▶ Your assignment:
With the records below as your source, retype each line exactly from the top down to the line that contains "let store_healthy = match", and include that line.

[Dataset entries]
—————
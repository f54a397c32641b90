use axum::extract::State;
use axum::{routing::get, Json, Router};
use serde::Serialize;
use serde_json::{json, Value};

use crate::state::AppState;

/// Health check response payload.
#[derive(Serialize)]
pub struct HealthResponse {
    /// Overall service status.
    pub status: &'static str,
    /// Crate version from Cargo.toml.
    pub version: &'static str,
    /// Which document store backend is in use.
    pub backend: &'static str,
    /// Whether the document store is reachable.
    pub store_healthy: bool,
}

/// GET / -- liveness message.
async fn root() -> Json<Value> {
    Json(json!({ "message": "AI Workplace Learning API is running." }))
}

/// GET /health -- returns service and store health.
async fn health_check(State(state): State<AppState>) -> Json<HealthResponse> {
    let store_healthy = match state.store.health_check().await {
        Ok(()) => true,
        Err(e) => {
            tracing::warn!(error = %e, "Store health check failed");
            false
        }
    };

    let status = if store_healthy { "ok" } else { "degraded" };

    Json(HealthResponse {
        status,
        version: env!("CARGO_PKG_VERSION"),
        backend: state.store.backend(),
        store_healthy,
    })
}

/// Mount the root-level liveness and health routes.
pub fn router() -> Router<AppState> {
    Router::new()
        .route("/", get(root))
        .route("/health", get(health_check))
}
//! Document storage for Coachly.
//!
//! Records are schemaless JSON objects grouped into named collections.
//! [`DocumentStore`] is the seam; [`PgDocumentStore`] keeps them in a single
//! Postgres JSONB table and [`MemoryDocumentStore`] keeps them in process.
//! Typed access for each record kind lives in [`repositories`].

pub mod collections;
pub mod error;
pub mod memory;
pub mod models;
pub mod postgres;
pub mod repositories;
pub mod store;

use sqlx::postgres::PgPoolOptions;

pub use error::StoreError;
pub use memory::MemoryDocumentStore;
pub use postgres::PgDocumentStore;
pub use store::{Document, DocumentStore, Filter, FindOptions};

pub type DbPool = sqlx::PgPool;

/// Create a connection pool from a database URL.
pub async fn create_pool(database_url: &str) -> Result<DbPool, sqlx::Error> {
    PgPoolOptions::new()
        .max_connections(20)
        .connect(database_url)
        .await
}

/// Apply the embedded migrations.
pub async fn run_migrations(pool: &DbPool) -> Result<(), sqlx::migrate::MigrateError> {
    sqlx::migrate!("./migrations").run(pool).await
}
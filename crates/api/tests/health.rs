//! Integration tests for the public endpoints, authentication and general
//! HTTP behaviour.

mod common;

use std::sync::Arc;

use axum::body::Body;
use axum::http::{Method, Request, StatusCode};
use coachly_llm::ScriptedGateway;
use common::{body_json, get, get_auth, post_json};
use tower::ServiceExt;

fn app() -> common::TestApp {
    common::build_test_app(Arc::new(ScriptedGateway::default()))
}

// ---------------------------------------------------------------------------
// Public routes
// ---------------------------------------------------------------------------

#[tokio::test]
async fn root_returns_running_message() {
    let app = app();
    let response = get(app.router(), "/").await;

    assert_eq!(response.status(), StatusCode::OK);
    let json = body_json(response).await;
    assert_eq!(json["message"], "AI Workplace Learning API is running.");
}

#[tokio::test]
async fn health_check_reports_store() {
    let app = app();
    let response = get(app.router(), "/health").await;

    assert_eq!(response.status(), StatusCode::OK);
    let json = body_json(response).await;
    assert_eq!(json["status"], "ok");
    assert!(json["version"].is_string());
    assert_eq!(json["backend"], "memory");
    assert_eq!(json["store_healthy"], true);
}

#[tokio::test]
async fn concepts_needs_no_token() {
    let app = app();
    let response = get(app.router(), "/concepts").await;

    assert_eq!(response.status(), StatusCode::OK);
    let json = body_json(response).await;
    assert!(json["concepts"]
        .as_str()
        .unwrap()
        .starts_with("[MOCKED RESPONSE]"));
}

#[tokio::test]
async fn unknown_route_returns_404() {
    let app = app();
    let response = get(app.router(), "/this-route-does-not-exist").await;
    assert_eq!(response.status(), StatusCode::NOT_FOUND);
}

#[tokio::test]
async fn response_contains_x_request_id_header() {
    let app = app();
    let response = get(app.router(), "/health").await;

    let request_id = response
        .headers()
        .get("x-request-id")
        .expect("Response must contain an x-request-id header");
    assert_eq!(request_id.to_str().unwrap().len(), 36);
}

#[tokio::test]
async fn cors_preflight_allows_dev_origin() {
    let app = app();
    let request = Request::builder()
        .method(Method::OPTIONS)
        .uri("/lessons")
        .header("Origin", "http://localhost:5173")
        .header("Access-Control-Request-Method", "DELETE")
        .header("Access-Control-Request-Headers", "authorization")
        .body(Body::empty())
        .unwrap();
    let response = app.router().oneshot(request).await.unwrap();

    assert_eq!(
        response
            .headers()
            .get("access-control-allow-origin")
            .and_then(|v| v.to_str().ok()),
        Some("http://localhost:5173")
    );
}

// ---------------------------------------------------------------------------
// Authentication
// ---------------------------------------------------------------------------

#[tokio::test]
async fn protected_route_without_token_returns_401() {
    let app = app();
    let response = post_json(
        app.router(),
        "/micro-lesson",
        serde_json::json!({"topic": "feedback"}),
    )
    .await;

    assert_eq!(response.status(), StatusCode::UNAUTHORIZED);
    let json = body_json(response).await;
    assert_eq!(json["code"], "UNAUTHORIZED");
    assert_eq!(json["error"], "Missing Authorization header");
}

#[tokio::test]
async fn garbage_token_returns_401() {
    let app = app();
    let response = get_auth(app.router(), "/lessons", "not-a-jwt").await;

    assert_eq!(response.status(), StatusCode::UNAUTHORIZED);
    let json = body_json(response).await;
    assert_eq!(json["error"], "Invalid or expired token");
}

#[tokio::test]
async fn token_signed_with_other_secret_returns_401() {
    let app = app();
    let forged = coachly_api::auth::jwt::issue_token("u1", None, "some-other-secret", 3600).unwrap();
    let response = get_auth(app.router(), "/lessons", &forged).await;
    assert_eq!(response.status(), StatusCode::UNAUTHORIZED);
}
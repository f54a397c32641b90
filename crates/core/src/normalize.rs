//! Response normalization: model text to JSON with a caller-chosen fallback.
//!
//! A single strict parse is attempted. There is no re-prompting, no
//! extraction of JSON from surrounding prose, and no schema check on success.

use serde::de::DeserializeOwned;
use serde_json::{json, Value};

use crate::outcome::Outcome;

/// Text returned to the simulator when the model output is not JSON.
pub const SIMULATION_PARSE_ERROR: &str = "Sorry, could not parse AI response.";

/// Text returned for team analytics when the model output is not JSON.
pub const ANALYTICS_PARSE_ERROR: &str = "Could not parse analytics response.";

/// Parse `raw` as one JSON value, or return exactly `fallback`.
pub fn normalize_json(raw: &str, fallback: Value) -> Outcome<Value> {
    match serde_json::from_str::<Value>(raw) {
        Ok(value) => Outcome::Ok(value),
        Err(e) => Outcome::degraded(format!("model output is not valid JSON: {e}"), fallback),
    }
}

/// Parse `raw` into `T`, or return exactly `fallback`.
///
/// Used where the caller needs a typed result; text that is valid JSON but
/// the wrong shape degrades the same way as invalid JSON.
pub fn normalize_as<T: DeserializeOwned>(raw: &str, fallback: T) -> Outcome<T> {
    match serde_json::from_str::<T>(raw) {
        Ok(value) => Outcome::Ok(value),
        Err(e) => Outcome::degraded(format!("model output has unexpected shape: {e}"), fallback),
    }
}

/// Fallback for a simulation step (and the initial simulation).
pub fn simulation_fallback() -> Value {
    json!({
        "customerText": SIMULATION_PARSE_ERROR,
        "choices": [],
    })
}

/// Fallback for team analytics.
pub fn team_analytics_fallback() -> Value {
    json!({ "error": ANALYTICS_PARSE_ERROR })
}
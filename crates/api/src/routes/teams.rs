use axum::routing::{delete, get, post};
use axum::Router;

use crate::handlers::teams;
use crate::state::AppState;

/// Team routes mounted at `/teams`. Every route is scoped to teams the
/// caller owns.
///
/// ```text
/// GET    /                          -> list_teams
/// POST   /                          -> create_team
/// GET    /{id}                      -> get_team
/// DELETE /{id}                      -> delete_team
/// GET    /{id}/members              -> list_members
/// POST   /{id}/members              -> add_member
/// DELETE /{id}/members/{member_id}  -> remove_member
/// POST   /{id}/analytics            -> team_analytics
/// ```
pub fn router() -> Router<AppState> {
    Router::new()
        .route("/", get(teams::list_teams).post(teams::create_team))
        .route("/{id}", get(teams::get_team).delete(teams::delete_team))
        .route(
            "/{id}/members",
            get(teams::list_members).post(teams::add_member),
        )
        .route("/{id}/members/{member_id}", delete(teams::remove_member))
        .route("/{id}/analytics", post(teams::team_analytics))
}
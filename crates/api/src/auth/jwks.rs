//! RS256 verification against a remote JSON Web Key Set.
//!
//! Keys are cached by `kid`. A token naming an unknown `kid` triggers one
//! refetch of the set, which covers provider key rotation.

use std::collections::HashMap;

use async_trait::async_trait;
use jsonwebtoken::jwk::JwkSet;
use jsonwebtoken::{decode, decode_header, Algorithm, DecodingKey, Validation};
use tokio::sync::RwLock;

use super::identity::{build_validation, Identity, IdentityClaims, IdentityError, IdentityVerifier};
use crate::config::IdentityConfig;

pub struct JwksVerifier {
    client: reqwest::Client,
    url: String,
    validation: Validation,
    keys: RwLock<HashMap<String, DecodingKey>>,
}

impl JwksVerifier {
    pub fn new(url: String, config: &IdentityConfig) -> Self {
        Self {
            client: reqwest::Client::new(),
            url,
            validation: build_validation(Algorithm::RS256, config),
            keys: RwLock::new(HashMap::new()),
        }
    }

    async fn cached_key(&self, kid: &str) -> Option<DecodingKey> {
        self.keys.read().await.get(kid).cloned()
    }

    /// Replace the cache with the provider's current key set.
    async fn refresh(&self) -> Result<(), IdentityError> {
        let set: JwkSet = self
            .client
            .get(&self.url)
            .send()
            .await?
            .error_for_status()?
            .json()
            .await?;

        let mut keys = HashMap::new();
        for jwk in &set.keys {
            let Some(kid) = jwk.common.key_id.clone() else {
                continue;
            };
            match DecodingKey::from_jwk(jwk) {
                Ok(key) => {
                    keys.insert(kid, key);
                }
                Err(e) => tracing::warn!(kid = %kid, error = %e, "Skipping unusable JWK"),
            }
        }
        tracing::debug!(count = keys.len(), "Refreshed identity key set");
        *self.keys.write().await = keys;
        Ok(())
    }

    async fn key_for(&self, kid: &str) -> Result<DecodingKey, IdentityError> {
        if let Some(key) = self.cached_key(kid).await {
            return Ok(key);
        }
        self.refresh().await?;
        self.cached_key(kid)
            .await
            .ok_or_else(|| IdentityError::UnknownKey(kid.to_string()))
    }
}

#[async_trait]
impl IdentityVerifier for JwksVerifier {
    async fn verify(&self, token: &str) -> Result<Identity, IdentityError> {
        let header = decode_header(token)?;
        let kid = header.kid.ok_or(IdentityError::MissingKeyId)?;
        let key = self.key_for(&kid).await?;
        let data = decode::<IdentityClaims>(token, &key, &self.validation)?;
        Ok(data.claims.into())
    }
}
//! Authentication and authorization extractors.
//!
//! - [`auth::AuthUser`] -- Extracts the caller from a Bearer identity token.
//! - [`rbac::RequireAdmin`] -- Requires an email listed in `ADMIN_EMAILS`.

pub mod auth;
pub mod rbac;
—————
▶ Solved problem:
repository f54a397c32641b90
use axum::extract::State;
use axum::{routing::get, Json, Router};
use serde::Serialize;
use serde_json::{json, Value};

use crate::state::AppState;

/// Health check response payload.
#[derive(Serialize)]
pub struct HealthResponse {
    /// Overall service status.
    pub status: &'static str,
    /// Crate version from Cargo.toml.
    pub version: &'static str,
    /// Which document store backend is in use.
    pub backend: &'static str,
    /// Whether the document store is reachable.
    pub store_healthy: bool,
}

/// GET / -- liveness message.
async fn root() -> Json<Value> {
    Json(json!({ "message": "AI Workplace Learning API is running." }))
}

/// GET /health -- returns service and store health.
async fn health_check(State(state): State<AppState>) -> Json<HealthResponse> {
    let store_healthy = match state.store.health_check().await {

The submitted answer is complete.